Bovendien heeft R. Company gedurende de gehele rechtszaak niet aangetoond dat zij recht had op toestemming van de investeerder om makelaardijadvies te verlenen en deposito's te ontvangen voor bovengenoemd project bij klanten. Het verzoek van eiser om een rechtszaak aan te spannen is derhalve volledig gegrond en in overeenstemming met de wettelijke bepalingen.
Mevrouw G. deed een aanbetaling bij Bedrijf R., maar Bedrijf S. bleef het recht op registratie voor de aankoop van bovengenoemd onroerend goed overdragen. Voor hetzelfde onroerend goed namen dus twee bedrijven de verantwoordelijkheid voor mevrouw G. over.
Het procespanel stelde het volgende vast: De overdrachtswaarde die mevrouw G. met bedrijf R. overeenkwam, was de totale waarde van het onroerend goed en bedroeg 24,2 miljard VND.
Vervolgens registreerde Bedrijf S. een storting van 24,2 miljard VND, wat in strijd is met de wet, omdat dit niet kan worden beschouwd als een geldbedrag om de uitvoering van het contract te garanderen, maar als de volledige waarde van het contract. Het contract kan pas worden uitgevoerd wanneer de overdracht van het onroerend goed kan plaatsvinden.
Tegelijkertijd heeft Bedrijf S. niet de bevoegdheid om het contract voor de overdracht of verkoop van activa voor bovengenoemd project te ondertekenen, omdat het niet de investeerder is.
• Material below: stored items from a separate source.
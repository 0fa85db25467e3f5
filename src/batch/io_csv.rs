// Primitives for importing CSV vote exports.

use std::collections::{BTreeMap, BTreeSet};
use std::fs;

use log::{debug, info};
use serde::Deserialize;
use serde_json::json;
use serde_json::Value as JSValue;
use snafu::prelude::*;

use vote_alignment::PLACEHOLDER;

use crate::batch::season_reader::season_data_path;
use crate::batch::{
    BatchResult, CsvOpenSnafu, CsvRecordParseSnafu, ParsingJsonSnafu, WritingJsonSnafu,
};

/// One row of a survivoR-style vote export.
#[derive(Eq, PartialEq, Debug, Clone, Deserialize)]
pub struct VoteRow {
    pub season: u32,
    pub episode: u32,
    pub castaway: String,
    pub vote: Option<String>,
    pub voted_out: Option<String>,
}

/// A tribal council being reassembled from its scattered rows.
#[derive(Eq, PartialEq, Debug, Clone)]
pub struct TribalCouncilDraft {
    pub eliminated: String,
    pub votes: BTreeMap<String, String>,
}

/// Reads the export and writes one `season<N>.json` data file per season
/// found in it. Returns the season numbers written, in order.
pub fn import_votes_csv(path: &str, data_dir: &str) -> BatchResult<Vec<u32>> {
    let mut rdr = csv::ReaderBuilder::new()
        .has_headers(true)
        .from_path(path)
        .context(CsvOpenSnafu {
            path: path.to_string(),
        })?;
    let mut rows: Vec<VoteRow> = Vec::new();
    for row in rdr.deserialize() {
        let row: VoteRow = row.context(CsvRecordParseSnafu {})?;
        rows.push(row);
    }
    info!("import_votes_csv: {:?}: {} rows", path, rows.len());

    let seasons = group_rows(&rows);
    fs::create_dir_all(data_dir).context(WritingJsonSnafu {
        path: data_dir.to_string(),
    })?;
    let mut written: Vec<u32> = Vec::new();
    for (season, councils) in seasons.iter() {
        let js = season_to_json(councils);
        let out_path = season_data_path(data_dir, *season);
        let pretty = serde_json::to_string_pretty(&js).context(ParsingJsonSnafu {
            path: out_path.display().to_string(),
        })?;
        fs::write(&out_path, pretty).context(WritingJsonSnafu {
            path: out_path.display().to_string(),
        })?;
        debug!("import_votes_csv: wrote {:?}", out_path);
        written.push(*season);
    }
    Ok(written)
}

/// Groups rows by season and round. Missing cells default to the placeholder;
/// a later `voted_out` cell for the same round overrides an earlier one.
fn group_rows(rows: &[VoteRow]) -> BTreeMap<u32, BTreeMap<u32, TribalCouncilDraft>> {
    let mut seasons: BTreeMap<u32, BTreeMap<u32, TribalCouncilDraft>> = BTreeMap::new();
    for row in rows.iter() {
        let council = seasons
            .entry(row.season)
            .or_default()
            .entry(row.episode)
            .or_insert_with(|| TribalCouncilDraft {
                eliminated: PLACEHOLDER.to_string(),
                votes: BTreeMap::new(),
            });
        if let Some(out) = &row.voted_out {
            if !out.is_empty() {
                council.eliminated = out.clone();
            }
        }
        if let Some(target) = &row.vote {
            if !row.castaway.is_empty() && !target.is_empty() {
                council.votes.insert(row.castaway.clone(), target.clone());
            }
        }
    }
    seasons
}

fn season_to_json(councils: &BTreeMap<u32, TribalCouncilDraft>) -> JSValue {
    // Participants in order of first appearance as voters, then any name only
    // seen as a target or eliminated.
    let mut contestants: Vec<String> = Vec::new();
    let mut seen: BTreeSet<String> = BTreeSet::new();
    for council in councils.values() {
        for voter in council.votes.keys() {
            if seen.insert(voter.clone()) {
                contestants.push(voter.clone());
            }
        }
    }
    for council in councils.values() {
        for name in council.votes.values().chain([&council.eliminated]) {
            if name != PLACEHOLDER && seen.insert(name.clone()) {
                contestants.push(name.clone());
            }
        }
    }

    let history: Vec<JSValue> = councils
        .iter()
        .map(|(episode, council)| {
            json!({
                "episode": episode,
                "eliminated": council.eliminated,
                "votes": council.votes,
            })
        })
        .collect();
    json!({
        "contestants": contestants,
        "voting_history": history,
    })
}

#[cfg(test)]
mod tests {
    use super::*;

    fn row(season: u32, episode: u32, castaway: &str, vote: &str, voted_out: &str) -> VoteRow {
        VoteRow {
            season,
            episode,
            castaway: castaway.to_string(),
            vote: Some(vote.to_string()),
            voted_out: Some(voted_out.to_string()),
        }
    }

    #[test]
    fn rows_are_grouped_by_season_and_round() {
        let rows = vec![
            row(21, 1, "Ana", "Wendy", "Wendy"),
            row(21, 1, "Bob", "Wendy", "Wendy"),
            row(21, 2, "Ana", "Shannon", "Shannon"),
            row(22, 1, "Kim", "Francesca", "Francesca"),
        ];
        let seasons = group_rows(&rows);
        assert_eq!(seasons.keys().cloned().collect::<Vec<u32>>(), vec![21, 22]);
        let s21 = seasons.get(&21).unwrap();
        assert_eq!(s21.len(), 2);
        let first = s21.get(&1).unwrap();
        assert_eq!(first.eliminated, "Wendy");
        assert_eq!(first.votes.len(), 2);
    }

    #[test]
    fn missing_cells_become_the_placeholder() {
        let rows = vec![VoteRow {
            season: 21,
            episode: 1,
            castaway: "Ana".to_string(),
            vote: Some("Wendy".to_string()),
            voted_out: None,
        }];
        let seasons = group_rows(&rows);
        let council = seasons.get(&21).unwrap().get(&1).unwrap();
        assert_eq!(council.eliminated, PLACEHOLDER);
    }

    #[test]
    fn exported_json_matches_the_data_file_layout() {
        let rows = vec![
            row(21, 1, "Ana", "Wendy", "Wendy"),
            row(21, 1, "Bob", "Wendy", "Wendy"),
            row(21, 1, "Wendy", "Bob", "Wendy"),
        ];
        let seasons = group_rows(&rows);
        let js = season_to_json(seasons.get(&21).unwrap());

        assert_eq!(js["contestants"], json!(["Ana", "Bob", "Wendy"]));
        assert_eq!(js["voting_history"][0]["episode"], json!(1));
        assert_eq!(js["voting_history"][0]["eliminated"], json!("Wendy"));
        assert_eq!(
            js["voting_history"][0]["votes"]["Ana"],
            json!("Wendy")
        );
    }
}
Het feit dat Bedrijf S. opstaat om het geld in ontvangst te nemen en de transactie met mevrouw G. te onderhandelen, is volledig in strijd met de wet.
"Daarom moeten deze overeenkomsten volledig ongeldig worden verklaard en is de rechtszaak van de eiser volledig legitiem", benadrukte het panel van rechters.
Kredietovereenkomst geannuleerd en 2 bedrijven moeten eiser betalen
Op grond van bovenstaande ontwikkelingen en beoordelingen heeft de jury het overdrachtsdocument van overeenkomst V103 tussen mevrouw G. en de heer Th. volledig ongeldig verklaard; de overeenkomst V103 getekend tussen de heer Th. en Bedrijf S. volledig ongeldig verklaard; en de depositoovereenkomst getekend tussen mevrouw G. en Bedrijf R. volledig ongeldig verklaard.
Uit deze ongeldige transacties veroordeelde de rechtbank Bedrijf R. om mevrouw G. 500 miljoen te betalen, met een rente van 118 miljoen.
Bedrijf S. moet mevrouw G. de hoofdsom van 1,9 miljard terugbetalen met 448 miljoen rente.
Omdat bovenstaande contracten ongeldig waren, was ook het kredietcontract dat mevrouw G. met de bank had gesloten, ongeldig. Ten tijde van de rechtszaak had Bedrijf S. echter het volledige bedrag terugbetaald dat mevrouw G. bij de bank had geleend, dus er was geen reden om de gevolgen te dragen.